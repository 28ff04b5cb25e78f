//! WebSocket gateway server.

use crate::auth::{Authenticator, Handshake};
use crate::error::GatewayError;
use crate::frame::EventFrame;
use crate::handlers::{CallSignaling, ChatChannel, NotificationChannel, NotificationPublisher, RoomControl};
use crate::namespace::{Namespace, NamespaceOptions, NamespaceRegistry};
use crate::rooms::ChatKind;
use crate::session::{Connection, DisconnectReason};
use crate::store::{MemoryNotificationStore, NotificationStore};
use crate::Result;
use axum::{
    extract::{
        ws::{Message, WebSocket},
        ConnectInfo, Query, State, WebSocketUpgrade,
    },
    http::{header, HeaderMap, HeaderValue, Method, StatusCode},
    response::{IntoResponse, Response},
    routing::get,
    Json, Router,
};
use courier_core::config::{BindMode, GatewayConfig, NamespaceConfig};
use courier_core::{Config, ConnectionId};
use futures::{SinkExt, StreamExt};
use std::collections::HashMap;
use std::net::SocketAddr;
use std::sync::Arc;
use std::time::Duration;
use tokio::net::TcpListener;
use tokio::sync::{mpsc, watch};
use tower_http::cors::{AllowOrigin, CorsLayer};
use tower_http::trace::TraceLayer;
use tracing::{debug, error, info, warn};

/// How long a closing socket may take to flush its queue.
const WRITER_DRAIN_TIMEOUT: Duration = Duration::from_secs(5);

/// External services the gateway depends on.
pub struct GatewayServices {
    /// Handshake authenticator.
    pub authenticator: Arc<Authenticator>,

    /// Notification persistence.
    pub store: Arc<dyn NotificationStore>,
}

impl GatewayServices {
    /// Services described by the config, with an in-memory notification store.
    pub fn from_config(config: &Config) -> Result<Self> {
        let authenticator =
            Authenticator::from_config(config).map_err(|e| GatewayError::Config(e.to_string()))?;
        Ok(Self {
            authenticator: Arc::new(authenticator),
            store: Arc::new(MemoryNotificationStore::new()),
        })
    }
}

/// Per-route state handed to the upgrade handler.
#[derive(Clone)]
struct NamespaceState {
    namespace: Arc<Namespace>,
    outbound_buffer: usize,
    shutdown: watch::Receiver<bool>,
}

/// The WebSocket gateway server.
pub struct Gateway {
    config: GatewayConfig,
    namespaces: Arc<NamespaceRegistry>,
    notifier: Option<NotificationPublisher>,
    shutdown: watch::Sender<bool>,
}

impl Gateway {
    /// Create a gateway from config with default services.
    pub fn from_config(config: &Config) -> Result<Self> {
        Self::with_services(config, GatewayServices::from_config(config)?)
    }

    /// Create a gateway from config and explicit services.
    ///
    /// Registers every enabled namespace and its channels.
    pub fn with_services(config: &Config, services: GatewayServices) -> Result<Self> {
        let mut registry = NamespaceRegistry::new(services.authenticator.clone());
        let max_connections = config.gateway.max_connections;
        let mut notifier = None;

        let ns = &config.namespaces;
        if ns.notifications.enabled {
            let namespace = register(&mut registry, &ns.notifications, max_connections)?;
            NotificationChannel::new(services.store.clone()).register(namespace.events());
            notifier = Some(NotificationPublisher::new(
                namespace.rooms().clone(),
                services.store.clone(),
            ));
        }

        let call_ttl = Duration::from_secs(config.calls.session_ttl_secs);
        for (kind, ns_config) in [
            (ChatKind::Admin, &ns.admin_chat),
            (ChatKind::Shop, &ns.shop_chat),
            (ChatKind::Ai, &ns.ai_chat),
        ] {
            if !ns_config.enabled {
                continue;
            }
            let namespace = register(&mut registry, ns_config, max_connections)?;
            ChatChannel::new(kind).register(namespace.events());
            if ns_config.call_signaling {
                CallSignaling::new(call_ttl).register(namespace.events());
            }
        }

        let (shutdown, _) = watch::channel(false);
        Ok(Self {
            config: config.gateway.clone(),
            namespaces: Arc::new(registry),
            notifier,
            shutdown,
        })
    }

    /// Registered namespaces.
    pub fn namespaces(&self) -> &Arc<NamespaceRegistry> {
        &self.namespaces
    }

    /// Push handle for the notification namespace, if it is enabled.
    pub fn notifier(&self) -> Option<&NotificationPublisher> {
        self.notifier.as_ref()
    }

    /// Run the gateway on the configured address until Ctrl-C.
    pub async fn run(&self) -> Result<()> {
        let addr = self.bind_address();

        if self.config.bind != BindMode::Loopback {
            warn!("========================================");
            warn!("  Gateway binding to {}", addr);
            warn!("  Namespaces are reachable from the network.");
            warn!("========================================");
        }

        let listener = TcpListener::bind(addr).await.map_err(GatewayError::Io)?;

        let shutdown = self.shutdown.clone();
        tokio::spawn(async move {
            if tokio::signal::ctrl_c().await.is_ok() {
                info!("Shutdown signal received");
                shutdown.send_replace(true);
            }
        });

        self.serve(listener).await
    }

    /// Serve on an already bound listener until [`Gateway::shutdown`] is called.
    pub async fn serve(&self, listener: TcpListener) -> Result<()> {
        let addr = listener.local_addr().map_err(GatewayError::Io)?;
        let app = self.create_router();

        for ns in self.namespaces.iter() {
            info!(namespace = %ns.path(), "Serving namespace on ws://{}{}", addr, ns.path());
        }
        info!("Starting gateway server on {}", addr);

        let mut shutdown = self.shutdown.subscribe();
        axum::serve(
            listener,
            app.into_make_service_with_connect_info::<SocketAddr>(),
        )
        .with_graceful_shutdown(async move {
            let _ = shutdown.wait_for(|stop| *stop).await;
        })
        .await
        .map_err(|e| GatewayError::Internal(e.to_string()))?;

        info!("Gateway stopped");
        Ok(())
    }

    /// Stop accepting connections and close every open socket.
    pub fn shutdown(&self) {
        self.shutdown.send_replace(true);
    }

    /// Create the Axum router.
    pub fn create_router(&self) -> Router {
        let mut router = Router::new();
        for namespace in self.namespaces.iter() {
            let state = NamespaceState {
                namespace: namespace.clone(),
                outbound_buffer: self.config.outbound_buffer,
                shutdown: self.shutdown.subscribe(),
            };
            router = router.route(namespace.path(), get(ws_handler).with_state(state));
        }

        let mut router = router
            .route("/health", get(health_handler).with_state(self.namespaces.clone()))
            .layer(TraceLayer::new_for_http());

        if self.config.cors {
            router = router.layer(Self::create_cors_layer(&self.config));
        }

        router
    }

    /// CORS restricted to the configured origins.
    fn create_cors_layer(config: &GatewayConfig) -> CorsLayer {
        let origins: Vec<HeaderValue> = config
            .allowed_origins
            .iter()
            .filter_map(|o| HeaderValue::from_str(o).ok())
            .collect();

        CorsLayer::new()
            .allow_origin(AllowOrigin::list(origins))
            .allow_methods([Method::GET, Method::OPTIONS])
            .allow_headers([header::CONTENT_TYPE, header::AUTHORIZATION])
            .max_age(Duration::from_secs(3600))
    }

    /// Get the bind address.
    pub fn bind_address(&self) -> SocketAddr {
        let ip = match self.config.bind {
            BindMode::Loopback => [127, 0, 0, 1],
            BindMode::Lan => [0, 0, 0, 0],
        };
        SocketAddr::from((ip, self.config.port))
    }
}

fn register(
    registry: &mut NamespaceRegistry,
    config: &NamespaceConfig,
    max_connections: usize,
) -> Result<Arc<Namespace>> {
    let options = NamespaceOptions::from_config(config, max_connections)
        .map_err(|e| GatewayError::Config(format!("{}: {}", config.path, e)))?
        .with_debug_logging(config.debug_logging);
    let namespace = registry.register(config.path.clone(), options)?;
    RoomControl::register(namespace.events());
    Ok(namespace)
}

/// Upgrade handler: authenticate, apply admission, then open the socket.
async fn ws_handler(
    ws: WebSocketUpgrade,
    headers: HeaderMap,
    Query(query): Query<HashMap<String, String>>,
    State(state): State<NamespaceState>,
    connect_info: Option<ConnectInfo<SocketAddr>>,
) -> Response {
    let conn = ConnectionId::generate();
    let handshake = Handshake::from_request(&headers, &query);

    let identity = match state.namespace.handshake(&conn, &handshake).await {
        Ok(identity) => identity,
        Err(e) => {
            let status = match e {
                GatewayError::Forbidden { .. } => StatusCode::FORBIDDEN,
                GatewayError::AtCapacity(_) => StatusCode::SERVICE_UNAVAILABLE,
                _ => StatusCode::INTERNAL_SERVER_ERROR,
            };
            return (status, e.to_string()).into_response();
        }
    };

    let mut connection = Connection::new(conn.clone(), state.namespace.path(), identity);
    if let Some(ConnectInfo(addr)) = connect_info {
        connection = connection.with_remote_addr(addr);
    }

    let abandoned = state.namespace.clone();
    ws.on_failed_upgrade(move |e| {
        warn!(conn = %conn, error = %e, "WebSocket upgrade failed");
        abandoned.abandon(&conn);
    })
    .on_upgrade(move |socket| handle_socket(socket, state, connection))
}

/// Drive one admitted socket until it closes.
async fn handle_socket(socket: WebSocket, state: NamespaceState, connection: Connection) {
    let namespace = state.namespace;
    let (tx, mut rx) = mpsc::channel::<Arc<EventFrame>>(state.outbound_buffer);
    let (mut sender, mut receiver) = socket.split();

    namespace.connect(&connection, tx);

    let conn_id = connection.id.clone();
    let mut writer = tokio::spawn(async move {
        while let Some(frame) = rx.recv().await {
            if let Err(e) = sender.send(Message::Text(frame.to_text())).await {
                error!(conn = %conn_id, "Failed to send frame: {}", e);
                return;
            }
        }
        let _ = sender.send(Message::Close(None)).await;
    });

    let mut shutdown = state.shutdown;
    let mut writer_done = false;
    let reason = if *shutdown.borrow() {
        DisconnectReason::ServerShutdown
    } else {
        loop {
            tokio::select! {
                msg = receiver.next() => match msg {
                    Some(Ok(Message::Text(text))) => {
                        namespace.dispatch(&connection.id, &text).await;
                    }
                    Some(Ok(Message::Close(_))) | None => break DisconnectReason::ClientClose,
                    Some(Ok(_)) => {}
                    Some(Err(e)) => {
                        warn!(conn = %connection.id, "WebSocket error: {}", e);
                        break DisconnectReason::TransportError;
                    }
                },
                _ = shutdown.changed() => break DisconnectReason::ServerShutdown,
                _ = &mut writer => {
                    writer_done = true;
                    break DisconnectReason::TransportError;
                }
            }
        }
    };

    // Detaching drops the last queue sender, which lets the writer finish.
    namespace.disconnect(&connection, reason);

    if !writer_done && tokio::time::timeout(WRITER_DRAIN_TIMEOUT, &mut writer).await.is_err() {
        debug!(conn = %connection.id, "Writer did not drain in time");
        writer.abort();
    }
}

/// Health check handler.
async fn health_handler(State(namespaces): State<Arc<NamespaceRegistry>>) -> impl IntoResponse {
    Json(serde_json::json!({
        "status": "ok",
        "namespaces": namespaces.connection_counts(),
    }))
}
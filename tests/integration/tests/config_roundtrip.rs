//! Config save/load roundtrip integration tests.

use courier_core::config::{BindMode, Config, DirectoryUser};
use std::path::Path;
use tempfile::TempDir;

#[test]
fn test_config_save_and_load() {
    let dir = TempDir::new().unwrap();
    let path = dir.path().join("courier.json5");

    let config = Config::default();
    config.save(&path).unwrap();

    let loaded = Config::load(&path).unwrap();
    assert_eq!(loaded.gateway.port, config.gateway.port);
    assert_eq!(loaded.gateway.bind, config.gateway.bind);
    assert_eq!(loaded.namespaces.shop_chat.path, "/chat/shop");
    assert_eq!(
        loaded.namespaces.admin_chat.allowed_roles,
        config.namespaces.admin_chat.allowed_roles
    );
    assert_eq!(loaded.calls.session_ttl_secs, config.calls.session_ttl_secs);
    loaded.validate().unwrap();
}

#[test]
fn test_config_modify_and_reload() {
    let dir = TempDir::new().unwrap();
    let path = dir.path().join("courier.json5");

    let mut config = Config::default();
    config.gateway.port = 9090;
    config.gateway.bind = BindMode::Lan;
    config.auth.jwt_secret = Some("roundtrip".to_string().into());
    config.namespaces.ai_chat.enabled = false;
    config.directory.users.push(DirectoryUser {
        id: "u1".to_string(),
        role: "admin".to_string(),
        email: None,
        name: Some("Ada".to_string()),
        full_name: None,
        avatar: None,
    });
    config.save(&path).unwrap();

    let loaded = Config::load(&path).unwrap();
    assert_eq!(loaded.gateway.port, 9090);
    assert_eq!(loaded.gateway.bind, BindMode::Lan);
    assert_eq!(
        loaded.auth.jwt_secret.as_ref().map(|s| s.expose_secret()),
        Some("roundtrip")
    );
    assert!(!loaded.namespaces.ai_chat.enabled);
    assert_eq!(loaded.directory.users.len(), 1);
    assert_eq!(loaded.directory.users[0].name.as_deref(), Some("Ada"));
}

#[test]
fn test_config_load_nonexistent() {
    let result = Config::load(Path::new("/nonexistent/courier.json5"));
    assert!(result.is_err());
}

#[test]
fn test_config_parse_invalid() {
    let result = Config::parse("not valid json");
    assert!(result.is_err());
}

#[test]
fn test_saved_config_starts_gateway() {
    let dir = TempDir::new().unwrap();
    let path = dir.path().join("courier.json5");
    let mut config = Config::default();
    config.namespaces.admin_chat.call_signaling = false;
    config.save(&path).unwrap();

    let loaded = courier_cli::load_config(Some(path.as_path())).unwrap();
    let gateway = courier_gateway::Gateway::from_config(&loaded).unwrap();
    assert_eq!(gateway.namespaces().len(), 4);
    assert!(gateway.notifier().is_some());
}
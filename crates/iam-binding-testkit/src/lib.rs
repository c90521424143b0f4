//! # IAM Binding Testkit
//!
//! Test infrastructure for the reconciliation crates: an in-memory policy
//! authority with real etag compare-and-swap semantics and failure
//! injection, plus tracing setup for tests.

#![forbid(unsafe_code)]
#![warn(missing_docs)]

/// In-memory policy authority, updater and factory
pub mod authority;

pub use authority::{InMemoryAuthority, InMemoryFactory, InMemoryUpdater};

use tracing_subscriber::EnvFilter;

/// Install a test-friendly tracing subscriber, honoring `RUST_LOG`
///
/// Safe to call from every test; only the first call installs anything.
pub fn init_test_tracing() {
    let filter = EnvFilter::try_from_default_env().unwrap_or_else(|_| EnvFilter::new("warn"));
    let _ = tracing_subscriber::fmt()
        .with_env_filter(filter)
        .with_test_writer()
        .try_init();
}
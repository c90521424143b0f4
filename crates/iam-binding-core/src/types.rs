//! Policy and binding types
//!
//! [`Policy`] and [`RemoteBinding`] mirror what the remote authority stores.
//! [`DeclaredBinding`] is what an operator asks for. The two differ in one
//! important way: remote members are an ordered list that may contain
//! anything another actor put there, declared members are a set.

use serde::{Deserialize, Serialize};
use std::collections::BTreeSet;
use std::fmt;

/// Opaque compare-and-swap token identifying one version of a policy
#[derive(Debug, Clone, Default, PartialEq, Eq, Hash, Serialize, Deserialize)]
#[serde(transparent)]
pub struct Etag(String);

impl Etag {
    /// Wrap a token returned by the remote authority
    pub fn new(token: impl Into<String>) -> Self {
        Self(token.into())
    }

    /// Borrow the raw token
    pub fn as_str(&self) -> &str {
        &self.0
    }
}

impl fmt::Display for Etag {
    fn fmt(&self, f: &mut fmt::Formatter<'_>) -> fmt::Result {
        f.write_str(&self.0)
    }
}

impl From<&str> for Etag {
    fn from(token: &str) -> Self {
        Self::new(token)
    }
}

/// One role and the principals it is granted to, as stored remotely
#[derive(Debug, Clone, Default, PartialEq, Eq, Serialize, Deserialize)]
pub struct RemoteBinding {
    /// Role name, e.g. `roles/viewer`
    pub role: String,
    /// Principals such as `user:alice@example.com`
    #[serde(default)]
    pub members: Vec<String>,
}

impl RemoteBinding {
    /// Create a binding for `role` granted to `members`
    pub fn new<I, S>(role: impl Into<String>, members: I) -> Self
    where
        I: IntoIterator<Item = S>,
        S: Into<String>,
    {
        Self {
            role: role.into(),
            members: members.into_iter().map(Into::into).collect(),
        }
    }

    /// Members as a set, dropping duplicates and ordering
    pub fn member_set(&self) -> BTreeSet<String> {
        self.members.iter().cloned().collect()
    }
}

/// An access-control policy together with the etag it was read at
#[derive(Debug, Clone, Default, PartialEq, Eq, Serialize, Deserialize)]
pub struct Policy {
    /// Version token; must be sent back unchanged on commit
    #[serde(default)]
    pub etag: Etag,
    /// Bindings in the order the authority returned them
    #[serde(default)]
    pub bindings: Vec<RemoteBinding>,
}

impl Policy {
    /// Create a policy at `etag` with the given bindings
    pub fn new(etag: impl Into<Etag>, bindings: Vec<RemoteBinding>) -> Self {
        Self {
            etag: etag.into(),
            bindings,
        }
    }

    /// First binding for `role`, compared case-sensitively
    pub fn binding(&self, role: &str) -> Option<&RemoteBinding> {
        self.bindings.iter().find(|b| b.role == role)
    }

    /// Number of entries carrying `role`
    pub fn role_count(&self, role: &str) -> usize {
        self.bindings.iter().filter(|b| b.role == role).count()
    }

    /// Whether every role appears at most once
    pub fn has_unique_roles(&self) -> bool {
        let mut seen = BTreeSet::new();
        self.bindings.iter().all(|b| seen.insert(b.role.as_str()))
    }
}

/// The binding an operator declared: a role and a set of members
#[derive(Debug, Clone, PartialEq, Eq, Hash, Serialize, Deserialize)]
pub struct DeclaredBinding {
    /// Role name; immutable once the binding exists
    pub role: String,
    /// Principals that should hold the role
    pub members: BTreeSet<String>,
}

impl DeclaredBinding {
    /// Create a declared binding, collapsing duplicate members
    pub fn new<I, S>(role: impl Into<String>, members: I) -> Self
    where
        I: IntoIterator<Item = S>,
        S: Into<String>,
    {
        Self {
            role: role.into(),
            members: members.into_iter().map(Into::into).collect(),
        }
    }

    /// Convert into the shape the remote authority stores
    pub fn to_remote(&self) -> RemoteBinding {
        RemoteBinding {
            role: self.role.clone(),
            members: self.members.iter().cloned().collect(),
        }
    }
}
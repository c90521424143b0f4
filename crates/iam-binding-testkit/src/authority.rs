//! In-memory policy authority
//!
//! Stores one policy per resource id and enforces the etag contract the
//! real authorities enforce: a commit is accepted only if it carries the
//! etag currently stored, and every accepted commit gets a fresh etag.
//!
//! # Blocking Lock Usage
//!
//! Uses `std::sync::Mutex`: the lock is never held across an await point and
//! contention is not a concern in tests.

use async_trait::async_trait;
use iam_binding_core::{
    BindingState, Etag, Policy, PolicyUpdater, RemoteBinding, UpdaterError, UpdaterFactory,
};
use std::collections::HashMap;
use std::sync::{Arc, Mutex, MutexGuard};

/// Shared in-memory authority; clones share state
#[derive(Debug, Clone, Default)]
pub struct InMemoryAuthority {
    state: Arc<Mutex<AuthorityState>>,
}

#[derive(Debug, Default)]
struct AuthorityState {
    policies: HashMap<String, StoredPolicy>,
    fetches: usize,
    commits: usize,
    fail_next_fetch: Option<UpdaterError>,
    fail_next_commit: Option<UpdaterError>,
    fail_construction: Option<UpdaterError>,
}

#[derive(Debug, Clone, Default)]
struct StoredPolicy {
    version: u64,
    bindings: Vec<RemoteBinding>,
}

impl StoredPolicy {
    fn etag(&self) -> Etag {
        Etag::new(hex::encode(self.version.to_be_bytes()))
    }

    fn snapshot(&self) -> Policy {
        Policy::new(self.etag(), self.bindings.clone())
    }

    fn bump(&mut self, bindings: Vec<RemoteBinding>) {
        self.version += 1;
        self.bindings = bindings;
    }
}

impl InMemoryAuthority {
    /// Empty authority; unknown resources read as an empty policy
    pub fn new() -> Self {
        Self::default()
    }

    fn lock(&self) -> MutexGuard<'_, AuthorityState> {
        // A panicking test poisons the lock; the data is still usable.
        self.state
            .lock()
            .unwrap_or_else(std::sync::PoisonError::into_inner)
    }

    /// Seed `resource` with `bindings`, replacing whatever was stored
    pub fn with_policy(self, resource: &str, bindings: Vec<RemoteBinding>) -> Self {
        self.lock()
            .policies
            .entry(resource.to_string())
            .or_default()
            .bump(bindings);
        self
    }

    /// Current stored policy of `resource`
    pub fn policy(&self, resource: &str) -> Policy {
        self.lock()
            .policies
            .get(resource)
            .cloned()
            .unwrap_or_default()
            .snapshot()
    }

    /// Modify `resource` out of band, as another actor would; bumps the etag
    pub fn apply_external<F>(&self, resource: &str, change: F)
    where
        F: FnOnce(&mut Vec<RemoteBinding>),
    {
        let mut state = self.lock();
        let stored = state.policies.entry(resource.to_string()).or_default();
        let mut bindings = stored.bindings.clone();
        change(&mut bindings);
        stored.bump(bindings);
    }

    /// Make the next fetch fail with `error`
    pub fn fail_next_fetch(&self, error: UpdaterError) {
        self.lock().fail_next_fetch = Some(error);
    }

    /// Make the next commit fail with `error`
    pub fn fail_next_commit(&self, error: UpdaterError) {
        self.lock().fail_next_commit = Some(error);
    }

    /// Make every factory construction fail with `error` until cleared
    pub fn fail_construction(&self, error: Option<UpdaterError>) {
        self.lock().fail_construction = error;
    }

    /// Number of fetches served, including failed ones
    pub fn fetch_count(&self) -> usize {
        self.lock().fetches
    }

    /// Number of commits attempted, including rejected ones
    pub fn commit_count(&self) -> usize {
        self.lock().commits
    }

    /// Updater bound to `resource`
    pub fn updater(&self, resource: &str) -> InMemoryUpdater {
        InMemoryUpdater {
            authority: self.clone(),
            resource: resource.to_string(),
        }
    }

    /// Factory whose updaters all target `resource`
    pub fn factory(&self, resource: &str) -> InMemoryFactory {
        InMemoryFactory {
            authority: self.clone(),
            resource: resource.to_string(),
        }
    }

    fn fetch(&self, resource: &str) -> Result<Policy, UpdaterError> {
        let mut state = self.lock();
        state.fetches += 1;
        if let Some(error) = state.fail_next_fetch.take() {
            return Err(error);
        }
        Ok(state
            .policies
            .get(resource)
            .cloned()
            .unwrap_or_default()
            .snapshot())
    }

    fn commit(&self, resource: &str, policy: &Policy) -> Result<(), UpdaterError> {
        let mut state = self.lock();
        state.commits += 1;
        if let Some(error) = state.fail_next_commit.take() {
            return Err(error);
        }

        let stored = state.policies.entry(resource.to_string()).or_default();
        let current = stored.etag();
        if policy.etag != current {
            return Err(UpdaterError::conflict(format!(
                "etag {} is stale, current is {current}",
                policy.etag
            )));
        }
        stored.bump(policy.bindings.clone());
        tracing::trace!(resource = %resource, etag = %stored.etag(), "Stored policy");
        Ok(())
    }
}

/// [`PolicyUpdater`] over one resource of an [`InMemoryAuthority`]
#[derive(Debug, Clone)]
pub struct InMemoryUpdater {
    authority: InMemoryAuthority,
    resource: String,
}

#[async_trait]
impl PolicyUpdater for InMemoryUpdater {
    async fn fetch_policy(&self) -> Result<Policy, UpdaterError> {
        self.authority.fetch(&self.resource)
    }

    async fn commit_policy(&self, policy: &Policy) -> Result<(), UpdaterError> {
        self.authority.commit(&self.resource, policy)
    }

    fn resource_id(&self) -> String {
        self.resource.clone()
    }

    fn describe_resource(&self) -> String {
        format!("in-memory resource {:?}", self.resource)
    }
}

/// [`UpdaterFactory`] producing [`InMemoryUpdater`]s for a fixed resource
#[derive(Debug, Clone)]
pub struct InMemoryFactory {
    authority: InMemoryAuthority,
    resource: String,
}

impl UpdaterFactory for InMemoryFactory {
    type Updater = InMemoryUpdater;

    fn new_updater(&self, state: &BindingState) -> Result<InMemoryUpdater, UpdaterError> {
        if let Some(error) = self.authority.lock().fail_construction.clone() {
            return Err(error);
        }
        // An imported identity names its resource; it has to be ours.
        if let Some(id) = state.id() {
            if id.resource_id() != self.resource {
                return Err(UpdaterError::invalid(format!(
                    "binding {id} does not belong to {}",
                    self.resource
                )));
            }
        }
        Ok(self.authority.updater(&self.resource))
    }
}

■ Your goal:
Look through the listing, and copy each line in which the string "including" turns up.

■ Answer to this exercise:
    /// Number of fetches served, including failed ones
    /// Number of commits attempted, including rejected ones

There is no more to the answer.